## [Task to carry out]
Search the records for the word "zeros" and report each line that has it.

Stored items:
--------

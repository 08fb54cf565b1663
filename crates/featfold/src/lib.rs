//! # featfold - space-to-depth feature reshaping
//!
//! This is the **meta crate** that re-exports the featfold components.
//!
//! ## Quick Start
//!
//! ```
//! use featfold::prelude::*;
//!
//! let mut layer = ConfigurableStepReshaper::<f32>::new();
//! let bottom = Tensor::zeros(&[1, 8, 32, 31]);
//! let mut top = vec![Tensor::empty()];
//!
//! layer.setup(&[&bottom], &mut top, &ReshapeConfig::new(2))?;
//! layer.reshape(&[&bottom], &mut top)?;
//! layer.forward(&[&bottom], &mut top)?;
//! assert_eq!(top[0].shape(), &[1, 32, 16, 16]);
//! # Ok::<(), FeatFoldError>(())
//! ```
//!
//! ## Components
//!
//! ### Tensors, planning and kernels ([`core`])
//!
//! ```
//! use featfold::core::ShapeCalculator;
//!
//! let plan = ShapeCalculator::new(2).unwrap().plan(&[1, 3, 5, 4]).unwrap();
//! assert_eq!(
//!     plan.to_string(),
//!     "(1, 3, 5, 4) -[pad]-> (1, 3, 6, 4) -[block 2]-> (1, 12, 3, 2)"
//! );
//! ```
//!
//! ### Layers ([`layer`])
//!
//! The host [`layer::Layer`] trait and its two implementations,
//! `FeatReshape` (fixed 2x2 blocks) and `FeatReshapeCommon` (`sample_step`).
//!
//! ## Features
//!
//! - `tracing`: subscriber installation via `featfold::layer::tracing_support`
//!
//! ## Examples
//!
//! See `examples/space_to_depth.rs` for a full forward/backward walk-through.

#![deny(warnings)]

pub use featfold_core as core;
pub use featfold_layer as layer;

pub mod prelude {
    //! Prelude module for convenient imports
    //!
    //! # Example
    //!
    //! ```
    //! use featfold::prelude::*;
    //!
    //! let layer = FixedStepReshaper::<f64>::new();
    //! assert_eq!(layer.type_name(), "FeatReshape");
    //! ```

    // Core types
    pub use crate::core::{
        BlockSize, FeatFoldError, FeatureDims, ReshapePlan, ShapeCalculator, Tensor,
    };

    // Layers
    pub use crate::layer::{
        ConfigurableStepReshaper, FixedStepReshaper, Layer, LayerState, ReshapeConfig,
    };
}
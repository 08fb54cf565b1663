//! Shared space-to-depth component
//!
//! [`SpaceToDepth`] owns everything the two layer variants have in common:
//! the block size, the plan computed for the last input shape, and the
//! padding buffer. The variants differ only in where the block size comes
//! from (see [`crate::reshaper`]).
//!
//! # Examples
//!
//! ```
//! use featfold_core::{BlockSize, Tensor};
//! use featfold_layer::{LayerState, SpaceToDepth};
//!
//! let mut s2d = SpaceToDepth::<f32>::new();
//! s2d.configure(BlockSize::TWO).unwrap();
//!
//! let bottom = Tensor::zeros(&[1, 3, 5, 4]);
//! let mut top = Tensor::empty();
//! let plan = s2d.reshape(&bottom, &mut top).unwrap();
//!
//! assert_eq!(s2d.state(), LayerState::ShapeReady);
//! assert_eq!(top.shape(), &[1, 12, 3, 2]);
//! assert_eq!(s2d.padding_buffer().shape(), &[1, 3, 6, 4]);
//! assert!(plan.needs_padding());
//! ```

use crate::layer::LayerState;
use featfold_core::{
    kernels, BlockSize, FeatFoldError, ReshapePlan, Result, ShapeCalculator, Tensor,
};
use scirs2_core::numeric::Float;

/// Block-size-parameterized space-to-depth transform with its buffers
#[derive(Debug, Clone)]
pub struct SpaceToDepth<T> {
    calculator: Option<ShapeCalculator>,
    plan: Option<ReshapePlan>,
    padding: Tensor<T>,
}

impl<T: Float> SpaceToDepth<T> {
    /// Create an unconfigured component.
    pub fn new() -> Self {
        Self {
            calculator: None,
            plan: None,
            padding: Tensor::empty(),
        }
    }

    /// Current lifecycle state.
    pub fn state(&self) -> LayerState {
        match (&self.calculator, &self.plan) {
            (None, _) => LayerState::Uninitialized,
            (Some(_), None) => LayerState::Configured,
            (Some(_), Some(_)) => LayerState::ShapeReady,
        }
    }

    /// Block size, once configured.
    pub fn block_size(&self) -> Option<BlockSize> {
        self.calculator.map(|calc| calc.block())
    }

    /// Plan for the last input shape seen by [`SpaceToDepth::reshape`].
    pub fn plan(&self) -> Option<&ReshapePlan> {
        self.plan.as_ref()
    }

    /// The padding buffer (source copy extended to even spatial extents).
    pub fn padding_buffer(&self) -> &Tensor<T> {
        &self.padding
    }

    /// Fix the block size. Allowed once.
    ///
    /// # Errors
    ///
    /// Returns `InvalidState` when already configured.
    pub fn configure(&mut self, block: BlockSize) -> Result<()> {
        if self.calculator.is_some() {
            return Err(FeatFoldError::invalid_state("setup", self.state()));
        }
        self.calculator = Some(ShapeCalculator::with_block(block));
        self.padding = Tensor::empty();
        Ok(())
    }

    /// Plan for `bottom`'s shape and size `top` plus the padding buffer.
    ///
    /// Calling again with the same input shape leaves both buffers untouched.
    ///
    /// # Errors
    ///
    /// Returns `InvalidState` before [`SpaceToDepth::configure`],
    /// `InvalidInputShape` when `bottom` is not a valid rank-4 shape or a
    /// buffer would exceed addressable memory, and `InvalidConfiguration`
    /// when the block size overflows the channel count.
    pub fn reshape(&mut self, bottom: &Tensor<T>, top: &mut Tensor<T>) -> Result<ReshapePlan> {
        let calculator = self
            .calculator
            .ok_or_else(|| FeatFoldError::invalid_state("reshape", self.state()))?;
        let plan = calculator.plan(bottom.shape())?;
        check_allocatable::<T>(&plan)?;

        let padding_resized = self.padding.reshape(&plan.padded.to_array());
        let top_resized = top.reshape(&plan.dst.to_array());
        if self.plan != Some(plan) || padding_resized || top_resized {
            tracing::debug!(
                plan = %plan,
                padding_resized,
                top_resized,
                "space_to_depth shape change"
            );
        }

        self.plan = Some(plan);
        Ok(plan)
    }

    /// Rearrange `bottom` data into `top` data.
    ///
    /// # Errors
    ///
    /// Returns `InvalidState` before [`SpaceToDepth::reshape`] and
    /// `ShapeMismatch` when either tensor differs from the last reshape.
    pub fn forward(&mut self, bottom: &Tensor<T>, top: &mut Tensor<T>) -> Result<()> {
        let plan = self.ready_plan("forward")?;
        check_shape("forward", &plan.src.to_array(), bottom.shape())?;
        check_shape("forward", &plan.dst.to_array(), top.shape())?;

        kernels::fill_padding_buffer(&plan, bottom.data(), self.padding.data_mut())?;
        kernels::space_to_depth(&plan, self.padding.data(), top.data_mut())?;

        tracing::trace!(plan = %plan, "space_to_depth forward");
        Ok(())
    }

    /// Route `top` gradients back into `bottom` gradients.
    ///
    /// `bottom`'s gradient is overwritten. With `propagate` false nothing is
    /// touched, not even the lifecycle checks.
    ///
    /// # Errors
    ///
    /// Returns `InvalidState` before [`SpaceToDepth::reshape`] and
    /// `ShapeMismatch` when either tensor differs from the last reshape.
    pub fn backward(
        &mut self,
        top: &Tensor<T>,
        propagate: bool,
        bottom: &mut Tensor<T>,
    ) -> Result<()> {
        if !propagate {
            return Ok(());
        }
        let plan = self.ready_plan("backward")?;
        check_shape("backward", &plan.dst.to_array(), top.shape())?;
        check_shape("backward", &plan.src.to_array(), bottom.shape())?;

        kernels::depth_to_space_grad(&plan, top.grad(), self.padding.grad_mut())?;
        kernels::crop_padding_buffer(&plan, self.padding.grad(), bottom.grad_mut())?;

        tracing::trace!(plan = %plan, "space_to_depth backward");
        Ok(())
    }

    fn ready_plan(&self, operation: &str) -> Result<ReshapePlan> {
        self.plan
            .ok_or_else(|| FeatFoldError::invalid_state(operation, self.state()))
    }
}

impl<T: Float> Default for SpaceToDepth<T> {
    fn default() -> Self {
        Self::new()
    }
}

/// Reject plans whose buffers could never be allocated for `T`.
fn check_allocatable<T>(plan: &ReshapePlan) -> Result<()> {
    let limit = isize::MAX as usize / std::mem::size_of::<T>().max(1);
    for (role, dims) in [("output", plan.dst), ("padding buffer", plan.padded)] {
        if dims.count() > limit {
            return Err(FeatFoldError::invalid_input_shape(
                &plan.src.to_array(),
                format!(
                    "{role} of {} elements exceeds addressable memory",
                    dims.count()
                ),
            ));
        }
    }
    Ok(())
}

fn check_shape(operation: &str, expected: &[usize], actual: &[usize]) -> Result<()> {
    if expected == actual {
        Ok(())
    } else {
        Err(FeatFoldError::shape_mismatch(operation, expected, actual))
    }
}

--------

## [Solution to the exercise]
//! let bottom = Tensor::zeros(&[1, 8, 32, 31]);
//! let bottom = Tensor::zeros(&[1, 3, 5, 4]);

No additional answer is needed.